Un bono de siestas, una tarifa plana de abrazos, un seguro contra la prisa. Suena utópico, pero más caro es seguir pagando con ansiedad y desvelo cada instante de la vida
Cuando escuchamos la palabra inflación, pensamos en el precio del limón, en el kilo de tortillas o en que el gas LP ya parece artículo de lujo. Pero hay otra inflación, silenciosa y cotidiana, que no aparece en las gráficas del Banco de México ni en los reportes del INEGI. La otra inflación no se mide en pesos, sino en paciencia: es la inflación emocional.
Dormir bien, estar en paz o reír sin cinismo ya son lujos que se cotizan al alza. El fenómeno es tan real como el que golpea a la canasta básica. Solo que aquí la moneda no es el peso o el dólar, sino las horas de sueño perdidas, la ansiedad acumulada y la fatiga de vivir con prisa.
En 2022, México alcanzó una inflación anual del 8.7%, la más alta en 20 años. El dato fue portada y objeto de debates. Pero si midiéramos con la misma seriedad la inflación emocional, el índice sería de crisis humanitaria.
El costo de la paciencia en el tráfico es altísimo. La CDMX ocupa el sexto lugar mundial en congestión vehicular. Eso significa que cada capitalino pierde 148 horas al año atorado en alguna avenida, casi un mes laboral completo.
Pero lo que se pierde en el tránsito no es solo tiempo: es humor, es salud, es la última pizca de cordura. Si esas horas se tradujeran en dinero, cada automovilista podría darse algunos lujos, como… un terapeuta de cabecera. Quizá deberíamos contabilizar como horas trabajadas los traslados.
La pandemia dejó claro que la inflación emocional no es metáfora. burnout (agotamiento por estrés) se disparó: en 2021, un estudio de la UNAM encontró que 75% de los trabajadores en México tenían síntomas de estrés severo.
El INEGI mide carencias en salud, vivienda y educación. Pero ¿quién mide la carencia de descanso? Dormir ya es un lujo: el mexicano promedio duerme 6.5 horas diarias, menos de las ocho recomendadas por la OMS.
La deuda de sueño es el verdadero Fobaproa de nuestra generación.
Lo mismo pasa con la risa genuina, con el ocio sin culpa, con el silencio. Todo está en escasez. Y cuando algo escasea, sube de precio.

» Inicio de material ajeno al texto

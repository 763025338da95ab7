//! WebSocket connection: a [`ConnectionCore`] plus an IO task owning the
//! socket.

use std::sync::Arc;

use bytes::Bytes;
use futures::{SinkExt, StreamExt};
use peerlink_types::{ConnectionType, DisconnectReason, PeerDescriptor};
use tokio::io::{AsyncRead, AsyncWrite};
use tokio::sync::mpsc;
use tokio_tungstenite::tungstenite::protocol::frame::coding::CloseCode;
use tokio_tungstenite::tungstenite::protocol::CloseFrame;
use tokio_tungstenite::tungstenite::Message as WsMessage;
use tokio_tungstenite::WebSocketStream;
use tokio_util::sync::CancellationToken;
use tracing::{debug, trace};

use crate::connection::{Connection, ConnectionCore, ConnectionEvents, ConnectionId};
use crate::error::TransportError;

pub(crate) enum Command {
    Data(Bytes),
    Close(DisconnectReason),
}

pub struct WebsocketConnection {
    core: ConnectionCore,
    commands: mpsc::UnboundedSender<Command>,
    /// Held until the socket is attached.
    pending_commands: parking_lot::Mutex<Option<mpsc::UnboundedReceiver<Command>>>,
    /// Cancelled by `destroy`: drop the socket without a close frame.
    abort: CancellationToken,
}

impl WebsocketConnection {
    pub fn new(connection_type: ConnectionType, remote: Option<PeerDescriptor>) -> (Arc<Self>, ConnectionEvents) {
        let (core, events) = ConnectionCore::new(connection_type, remote);
        let (commands, pending) = mpsc::unbounded_channel();
        let connection = Arc::new(Self {
            core,
            commands,
            pending_commands: parking_lot::Mutex::new(Some(pending)),
            abort: CancellationToken::new(),
        });
        (connection, events)
    }

    /// Hand the socket to the connection and open it.
    pub(crate) fn attach<S>(self: &Arc<Self>, socket: WebSocketStream<S>)
    where
        S: AsyncRead + AsyncWrite + Unpin + Send + 'static,
    {
        let Some(commands) = self.pending_commands.lock().take() else {
            debug!("{} already has a socket", self.core.id());
            return;
        };
        if self.core.is_closed() {
            trace!("{} closed before its socket was ready", self.core.id());
            return;
        }
        let connection = self.clone();
        tokio::spawn(async move { connection.run(socket, commands).await });

        let sender = self.commands.clone();
        self.core.mark_open(|data| {
            sender
                .send(Command::Data(data))
                .map_err(|_| TransportError::SendFailed("socket task gone".into()))
        });
    }

    /// Dial or accept failed before a socket existed.
    pub(crate) fn fail(&self, reason: DisconnectReason) {
        self.core.close(reason);
    }

    async fn run<S>(self: Arc<Self>, socket: WebSocketStream<S>, mut commands: mpsc::UnboundedReceiver<Command>)
    where
        S: AsyncRead + AsyncWrite + Unpin + Send + 'static,
    {
        let (mut sink, mut stream) = socket.split();
        let id = self.core.id();
        loop {
            tokio::select! {
                _ = self.abort.cancelled() => {
                    trace!("{} destroyed", id);
                    break;
                }
                command = commands.recv() => match command {
                    Some(Command::Data(data)) => {
                        if let Err(e) = sink.send(WsMessage::Binary(data.to_vec())).await {
                            debug!("{} write failed: {}", id, e);
                            self.core.close(DisconnectReason::TransportError);
                            break;
                        }
                    }
                    Some(Command::Close(reason)) => {
                        let frame = CloseFrame {
                            code: CloseCode::Normal,
                            reason: reason.as_str().into(),
                        };
                        let _ = sink.send(WsMessage::Close(Some(frame))).await;
                        let _ = sink.close().await;
                        break;
                    }
                    None => break,
                },
                incoming = stream.next() => match incoming {
                    Some(Ok(WsMessage::Binary(data))) => self.core.emit_data(Bytes::from(data)),
                    Some(Ok(WsMessage::Close(frame))) => {
                        let reason = frame
                            .and_then(|f| f.reason.parse::<DisconnectReason>().ok())
                            .unwrap_or(DisconnectReason::Closed);
                        trace!("{} closed by remote: {}", id, reason);
                        self.core.close(reason);
                        let _ = sink.close().await;
                        break;
                    }
                    Some(Ok(_)) => {}
                    Some(Err(e)) => {
                        debug!("{} read failed: {}", id, e);
                        self.core.close(DisconnectReason::TransportError);
                        break;
                    }
                    None => {
                        self.core.close(DisconnectReason::Closed);
                        break;
                    }
                },
            }
        }
    }
}

impl Connection for WebsocketConnection {
    fn connection_id(&self) -> ConnectionId {
        self.core.id()
    }

    fn connection_type(&self) -> ConnectionType {
        self.core.connection_type()
    }

    fn remote_peer_descriptor(&self) -> Option<PeerDescriptor> {
        self.core.remote()
    }

    fn set_remote_peer_descriptor(&self, descriptor: PeerDescriptor) {
        self.core.set_remote(descriptor);
    }

    fn send(&self, data: Bytes) -> Result<(), TransportError> {
        self.core.send_or_buffer(data, |data| {
            self.commands
                .send(Command::Data(data))
                .map_err(|_| TransportError::SendFailed("socket task gone".into()))
        })
    }

    fn close(&self, reason: DisconnectReason) {
        if self.core.close(reason) {
            let _ = self.commands.send(Command::Close(reason));
        }
    }

    fn destroy(&self) {
        if self.core.close(DisconnectReason::Other) {
            self.abort.cancel();
        }
    }

    fn is_open(&self) -> bool {
        self.core.is_open()
    }

    fn is_closed(&self) -> bool {
        self.core.is_closed()
    }
}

Hoy hasta dar un abrazo sincero se siente como llenar el tanque de gasolina.
La inflación emocional se mide en frases: “ya no me alcanza el día”, “ando tronado”, “me siento drenada”. Son indicadores más confiables que cualquier encuesta.
Si existiera un INEE (Instituto Nacional de Estadística Emocional), sus gráficas mostrarían la curva del estrés disparada, el índice de ternura en mínimos históricos y la confianza en el futuro depreciada.

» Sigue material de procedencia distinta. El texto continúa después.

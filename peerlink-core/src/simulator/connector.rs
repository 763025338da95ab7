//! Connector facade over the simulator.

use std::sync::atomic::{AtomicBool, Ordering};
use std::sync::{Arc, Weak};
use std::time::Duration;

use async_trait::async_trait;
use parking_lot::Mutex;
use peerlink_types::PeerDescriptor;
use tracing::{debug, info};

use super::{Simulator, SimulatorConnection};
use crate::connection::Connection;
use crate::connector::{ConnectorFacade, ConnectorHandler};
use crate::error::{Result, TransportError};
use crate::handshake::spawn_incoming;
use crate::managed_connection::ManagedConnection;

/// 模拟连接器
pub struct SimulatorConnector {
    local: PeerDescriptor,
    simulator: Simulator,
    handshake_timeout: Duration,
    handler: Mutex<Option<Arc<dyn ConnectorHandler>>>,
    stopped: AtomicBool,
    this: Weak<SimulatorConnector>,
}

impl SimulatorConnector {
    pub fn new(local: PeerDescriptor, simulator: Simulator, handshake_timeout: Duration) -> Arc<Self> {
        Arc::new_cyclic(|this| Self {
            local,
            simulator,
            handshake_timeout,
            handler: Mutex::new(None),
            stopped: AtomicBool::new(false),
            this: this.clone(),
        })
    }

    pub fn simulator(&self) -> &Simulator {
        &self.simulator
    }

    /// Called by the simulator when a connect operation reaches this node.
    /// Returns false if the connect is refused.
    pub(crate) fn handle_incoming_connection(&self, source: &Arc<SimulatorConnection>) -> bool {
        if self.stopped.load(Ordering::SeqCst) {
            return false;
        }
        let Some(handler) = self.handler.lock().clone() else {
            debug!("{} not started, refusing simulated connection", self.local.node_id.short());
            return false;
        };

        let (target, events) = SimulatorConnection::new(
            self.local.clone(),
            Some(source.local_peer_descriptor().clone()),
            self.simulator.clone(),
        );
        self.simulator.accept(source, &target);
        spawn_incoming(
            self.local.clone(),
            target as Arc<dyn Connection>,
            events,
            handler,
            self.handshake_timeout,
        );
        true
    }
}

#[async_trait]
impl ConnectorFacade for SimulatorConnector {
    async fn start(&self, handler: Arc<dyn ConnectorHandler>) -> Result<()> {
        *self.handler.lock() = Some(handler);
        self.simulator.register(self.local.node_id, self.this.clone());
        info!("Simulated connector for {} registered", self.local.node_id.short());
        Ok(())
    }

    fn connect(&self, managed: &Arc<ManagedConnection>) -> std::result::Result<(), TransportError> {
        let remote = managed.remote_peer_descriptor();
        if remote.node_id == self.local.node_id {
            return Err(TransportError::CannotConnectToSelf);
        }
        if self.stopped.load(Ordering::SeqCst) {
            return Err(TransportError::Stopped);
        }
        let (connection, events) =
            SimulatorConnection::new(self.local.clone(), Some(remote.clone()), self.simulator.clone());
        self.simulator.connect(&connection, remote);
        managed.attach_outgoing(connection, events, self.handshake_timeout);
        Ok(())
    }

    fn local_peer_descriptor(&self) -> PeerDescriptor {
        self.local.clone()
    }

    async fn stop(&self) {
        if self.stopped.swap(true, Ordering::SeqCst) {
            return;
        }
        self.simulator.unregister(&self.local.node_id);
        self.handler.lock().take();
    }
}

La inflación emocional es el costo oculto de un país y de un mundo que exige más de lo que devuelve. Y aunque no aparezca en los reportes oficiales, sus efectos son visibles: cansancio colectivo, violencia cotidiana, apatía política.
No es solo un fenómeno mexicano. En Nueva York, Tokio o Madrid, el alza en las estadísticas de divorcios, de depresión y de violencia intrafamiliar también muestra esta carestía emocional. En Estados Unidos, incluso se declaró la epidemia de la soledad como problema de salud pública.

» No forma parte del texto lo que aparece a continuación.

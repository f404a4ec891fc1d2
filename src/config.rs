use clap::Parser;
use serde::Deserialize;
use std::fs::File;
use std::io::Read;

use crate::domain::errors::{BackupError, Result};
use crate::domain::export_models::{BackupRequest, PagingMode, RunId};

pub const ENV_TABLE_CONNECTION: &str = "TableStorageConnection";
pub const ENV_BLOB_CONNECTION: &str = "BlobStorageConnection";
pub const ENV_BACKUP_BLOB: &str = "BackupBlob";
pub const ENV_PAGE_SIZE: &str = "BackupPageSize";

pub const DEFAULT_PAGE_SIZE: usize = 1000;
pub const DEFAULT_WATERMARK_FIELD: &str = "Timestamp";
pub const DEFAULT_BASE_NAME: &str = "backup.json";

#[derive(Debug, Deserialize, Clone, Default)]
pub struct AppConfig {
    #[serde(default)]
    pub table: TableConfig,
    #[serde(default)]
    pub blob: BlobConfig,
    #[serde(default)]
    pub backup: BackupConfig,
    #[serde(default)]
    pub runtime: RuntimeConfig,
    /// Where `report_<timestamp>.json` is written.
    pub output_dir: Option<String>,
}

#[derive(Debug, Deserialize, Clone, Default)]
pub struct TableConfig {
    /// Entity file (JSON array or JSON lines) that backs the table.
    #[serde(default)]
    pub source: String,
    pub watermark_field: Option<String>,
    pub server_page_limit: Option<usize>,
}

#[derive(Debug, Deserialize, Clone, Default)]
pub struct BlobConfig {
    /// Directory holding the append objects.
    #[serde(default)]
    pub container: String,
    pub base_name: Option<String>,
    pub max_block_bytes: Option<usize>,
}

#[derive(Debug, Deserialize, Clone, Default)]
pub struct BackupConfig {
    pub page_size: Option<usize>,
    pub mode: Option<PagingMode>,
    pub run_id: Option<String>,
    /// Operational cap on steps executed per invocation; replayed steps are free.
    pub max_pages: Option<u64>,
    /// Enables durable replay; history files live here.
    pub history_dir: Option<String>,
    /// Continue the run named by `run_id` from its recorded history.
    #[serde(default)]
    pub resume: bool,
}

#[derive(Debug, Deserialize, Clone, Default)]
pub struct RuntimeConfig {
    pub parallel: Option<usize>,
    pub cpu_percent: Option<u8>,
}

#[derive(Parser, Debug, Default)]
#[command(author, version, about, long_about = None)]
pub struct CliArgs {
    /// Path to configuration file (YAML or JSON)
    #[arg(short, long)]
    pub config: Option<String>,

    // Overrides for ad-hoc runs
    /// Entity file backing the source table
    #[arg(long)]
    pub table: Option<String>,
    /// Directory holding backup destinations
    #[arg(long)]
    pub container: Option<String>,
    #[arg(long)]
    pub base_name: Option<String>,
    #[arg(long)]
    pub page_size: Option<usize>,
    /// token, watermark or single_shot
    #[arg(long)]
    pub mode: Option<String>,
    #[arg(long)]
    pub run_id: Option<String>,
    #[arg(long)]
    pub max_pages: Option<u64>,
    #[arg(long)]
    pub history_dir: Option<String>,
    /// Resume the run given by --run-id
    #[arg(long)]
    pub resume: bool,
    #[arg(short, long)]
    pub output: Option<String>,
    #[arg(long)]
    pub parallel: Option<usize>,
    /// Summarize an existing destination instead of running a backup
    #[arg(long)]
    pub inspect: Option<String>,
}

impl AppConfig {
    pub fn from_file(path: &str) -> Result<Self> {
        let mut file = File::open(path)?;
        let mut contents = String::new();
        file.read_to_string(&mut contents)?;

        let config: AppConfig = if path.ends_with(".json") {
            serde_json::from_str(&contents)?
        } else {
            serde_yaml::from_str(&contents)
                .map_err(|e| BackupError::ConfigError(format!("{}: {}", path, e)))?
        };

        Ok(config)
    }

    /// Fills values the file left unset from the process environment.
    ///
    /// `lookup` is `std::env::var` in `main`; this is the only place the
    /// environment is read.
    pub fn apply_env<F>(&mut self, lookup: F) -> Result<()>
    where
        F: Fn(&str) -> Option<String>,
    {
        if self.table.source.is_empty() {
            if let Some(v) = lookup(ENV_TABLE_CONNECTION) {
                self.table.source = v;
            }
        }
        if self.blob.container.is_empty() {
            if let Some(v) = lookup(ENV_BLOB_CONNECTION) {
                self.blob.container = v;
            }
        }
        if self.blob.base_name.is_none() {
            self.blob.base_name = lookup(ENV_BACKUP_BLOB);
        }
        if self.backup.page_size.is_none() {
            if let Some(v) = lookup(ENV_PAGE_SIZE) {
                let size = v.trim().parse::<usize>().map_err(|_| {
                    BackupError::ConfigError(format!("{}='{}' is not a page size", ENV_PAGE_SIZE, v))
                })?;
                self.backup.page_size = Some(size);
            }
        }
        Ok(())
    }

    pub fn merge_cli(&mut self, args: &CliArgs) -> Result<()> {
        if let Some(t) = &args.table { self.table.source = t.clone(); }
        if let Some(c) = &args.container { self.blob.container = c.clone(); }
        if let Some(b) = &args.base_name { self.blob.base_name = Some(b.clone()); }
        if let Some(p) = args.page_size { self.backup.page_size = Some(p); }
        if let Some(m) = &args.mode { self.backup.mode = Some(m.parse()?); }
        if let Some(r) = &args.run_id { self.backup.run_id = Some(r.clone()); }
        if let Some(m) = args.max_pages { self.backup.max_pages = Some(m); }
        if let Some(h) = &args.history_dir { self.backup.history_dir = Some(h.clone()); }
        if args.resume { self.backup.resume = true; }
        if let Some(o) = &args.output { self.output_dir = Some(o.clone()); }
        if let Some(p) = args.parallel { self.runtime.parallel = Some(p); }
        Ok(())
    }

    pub fn validate(&self) -> Result<()> {
        if self.table.source.trim().is_empty() {
            return Err(BackupError::ConfigError(format!(
                "table.source is required (or set {})",
                ENV_TABLE_CONNECTION
            )));
        }
        if self.blob.container.trim().is_empty() {
            return Err(BackupError::ConfigError(format!(
                "blob.container is required (or set {})",
                ENV_BLOB_CONNECTION
            )));
        }
        let base_name = self.base_name();
        if base_name.is_empty() || base_name.contains(['/', '\\']) {
            return Err(BackupError::ConfigError(format!(
                "blob.base_name '{}' must be a plain, non-empty name",
                base_name
            )));
        }
        if self.page_size() == 0 {
            return Err(BackupError::ConfigError("backup.page_size must be at least 1".into()));
        }
        if self.blob.max_block_bytes == Some(0) {
            return Err(BackupError::ConfigError("blob.max_block_bytes must be at least 1".into()));
        }
        if self.table.server_page_limit == Some(0) {
            return Err(BackupError::ConfigError("table.server_page_limit must be at least 1".into()));
        }
        if let Some(pct) = self.runtime.cpu_percent {
            if pct == 0 || pct > 100 {
                return Err(BackupError::ConfigError(format!(
                    "runtime.cpu_percent {} is outside 1..=100",
                    pct
                )));
            }
        }
        if let Some(id) = &self.backup.run_id {
            RunId::parse(id)?;
        }
        if self.backup.resume {
            if self.backup.run_id.is_none() {
                return Err(BackupError::ConfigError("resume needs backup.run_id".into()));
            }
            if self.backup.history_dir.is_none() {
                return Err(BackupError::ConfigError("resume needs backup.history_dir".into()));
            }
        }
        Ok(())
    }

    pub fn page_size(&self) -> usize {
        self.backup.page_size.unwrap_or(DEFAULT_PAGE_SIZE)
    }

    pub fn base_name(&self) -> &str {
        self.blob.base_name.as_deref().unwrap_or(DEFAULT_BASE_NAME)
    }

    pub fn output_dir(&self) -> &str {
        self.output_dir.as_deref().unwrap_or(".")
    }

    /// The backup request this configuration describes.
    pub fn to_request(&self) -> Result<BackupRequest> {
        Ok(BackupRequest {
            run_id: self.backup.run_id.as_deref().map(RunId::parse).transpose()?,
            mode: self.backup.mode.unwrap_or(PagingMode::Watermark),
            page_size: self.page_size(),
            base_name: self.base_name().to_string(),
            watermark_field: self
                .table
                .watermark_field
                .clone()
                .unwrap_or_else(|| DEFAULT_WATERMARK_FIELD.to_string()),
            max_pages: self.backup.max_pages,
        })
    }
}

#[cfg(test)]
mod tests {
    use super::*;
    use std::collections::HashMap;
    use std::io::Write;

    #[test]
    fn test_load_yaml_config() {
        let yaml = r#"
table:
  source: "./data/orders.json"
  watermark_field: "UpdatedAt"
blob:
  container: "./backups"
  base_name: "orders.json"
  max_block_bytes: 1048576
backup:
  page_size: 500
  mode: token
  max_pages: 20
runtime:
  cpu_percent: 25
output_dir: "./reports"
"#;
        let mut file = tempfile::NamedTempFile::new().unwrap();
        write!(file, "{}", yaml).unwrap();
        let path = file.path().to_str().unwrap();

        let config = AppConfig::from_file(path).expect("Failed to parse config");
        config.validate().unwrap();

        assert_eq!(config.table.source, "./data/orders.json");
        assert_eq!(config.blob.max_block_bytes, Some(1048576));
        assert_eq!(config.backup.mode, Some(PagingMode::Token));
        assert_eq!(config.runtime.cpu_percent, Some(25));

        let req = config.to_request().unwrap();
        assert_eq!(req.page_size, 500);
        assert_eq!(req.watermark_field, "UpdatedAt");
        assert_eq!(req.max_pages, Some(20));
        assert!(req.run_id.is_none());
    }

    #[test]
    fn test_load_json_config() {
        let file = tempfile::Builder::new().suffix(".json").tempfile().unwrap();
        std::fs::write(
            file.path(),
            r#"{"table":{"source":"t.json"},"blob":{"container":"c"},"backup":{"mode":"single_shot"}}"#,
        )
        .unwrap();

        let config = AppConfig::from_file(file.path().to_str().unwrap()).unwrap();
        let req = config.to_request().unwrap();
        assert_eq!(req.mode, PagingMode::SingleShot);
        assert_eq!(req.page_size, DEFAULT_PAGE_SIZE);
        assert_eq!(req.base_name, DEFAULT_BASE_NAME);
    }

    #[test]
    fn test_env_fills_only_missing_values() {
        let env: HashMap<&str, &str> = [
            (ENV_TABLE_CONNECTION, "env-table.json"),
            (ENV_BLOB_CONNECTION, "env-container"),
            (ENV_BACKUP_BLOB, "env.json"),
            (ENV_PAGE_SIZE, "250"),
        ]
        .into_iter()
        .collect();

        let mut config = AppConfig::default();
        config.blob.container = "file-container".into();
        config
            .apply_env(|k| env.get(k).map(|v| v.to_string()))
            .unwrap();

        assert_eq!(config.table.source, "env-table.json");
        assert_eq!(config.blob.container, "file-container");
        assert_eq!(config.base_name(), "env.json");
        assert_eq!(config.page_size(), 250);
    }

    #[test]
    fn test_bad_env_page_size_is_rejected() {
        let mut config = AppConfig::default();
        let err = config
            .apply_env(|k| (k == ENV_PAGE_SIZE).then(|| "lots".to_string()))
            .unwrap_err();
        assert!(matches!(err, BackupError::ConfigError(_)));
    }

    #[test]
    fn test_cli_overrides_file() {
        let mut config = AppConfig::default();
        config.backup.page_size = Some(10);
        let args = CliArgs {
            table: Some("t.json".into()),
            container: Some("out".into()),
            page_size: Some(99),
            mode: Some("full".into()),
            ..Default::default()
        };
        config.merge_cli(&args).unwrap();
        config.validate().unwrap();
        assert_eq!(config.page_size(), 99);
        assert_eq!(config.backup.mode, Some(PagingMode::SingleShot));

        let bad = CliArgs {
            mode: Some("sideways".into()),
            ..Default::default()
        };
        assert!(config.merge_cli(&bad).is_err());
    }

    #[test]
    fn test_validate_rejects_bad_values() {
        let valid = || {
            let mut c = AppConfig::default();
            c.table.source = "t.json".into();
            c.blob.container = "c".into();
            c
        };
        valid().validate().unwrap();

        let mut c = valid();
        c.backup.page_size = Some(0);
        assert!(c.validate().is_err());

        let mut c = valid();
        c.table.source = "  ".into();
        assert!(c.validate().is_err());

        let mut c = valid();
        c.blob.container = String::new();
        assert!(c.validate().is_err());

        let mut c = valid();
        c.blob.base_name = Some("nested/name.json".into());
        assert!(c.validate().is_err());

        let mut c = valid();
        c.blob.base_name = Some(String::new());
        assert!(c.validate().is_err());

        let mut c = valid();
        c.blob.max_block_bytes = Some(0);
        assert!(c.validate().is_err());

        let mut c = valid();
        c.backup.resume = true;
        c.backup.history_dir = Some("h".into());
        assert!(c.validate().is_err());
        c.backup.run_id = Some("r1".into());
        c.validate().unwrap();
    }
}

Como advierte la psicoterapeuta belga-estadounidense Esther Perel, especialista en vínculos humanos: “Hoy no estamos hambrientos de pan, sino de descanso, de atención y de conexión humana”. Esa es la verdadera canasta básica emocional, y está más cara que nunca.
Quizá lo que necesitamos no es un control de precios, sino un control de tiempos. Subvencionar la calma, subsidiar el descanso, estabilizar el mercado de la ternura. Un bono de siestas, una tarifa plana de abrazos, un seguro contra la prisa. Suena utópico, pero más caro es seguir pagando con ansiedad y desvelo cada instante de la vida.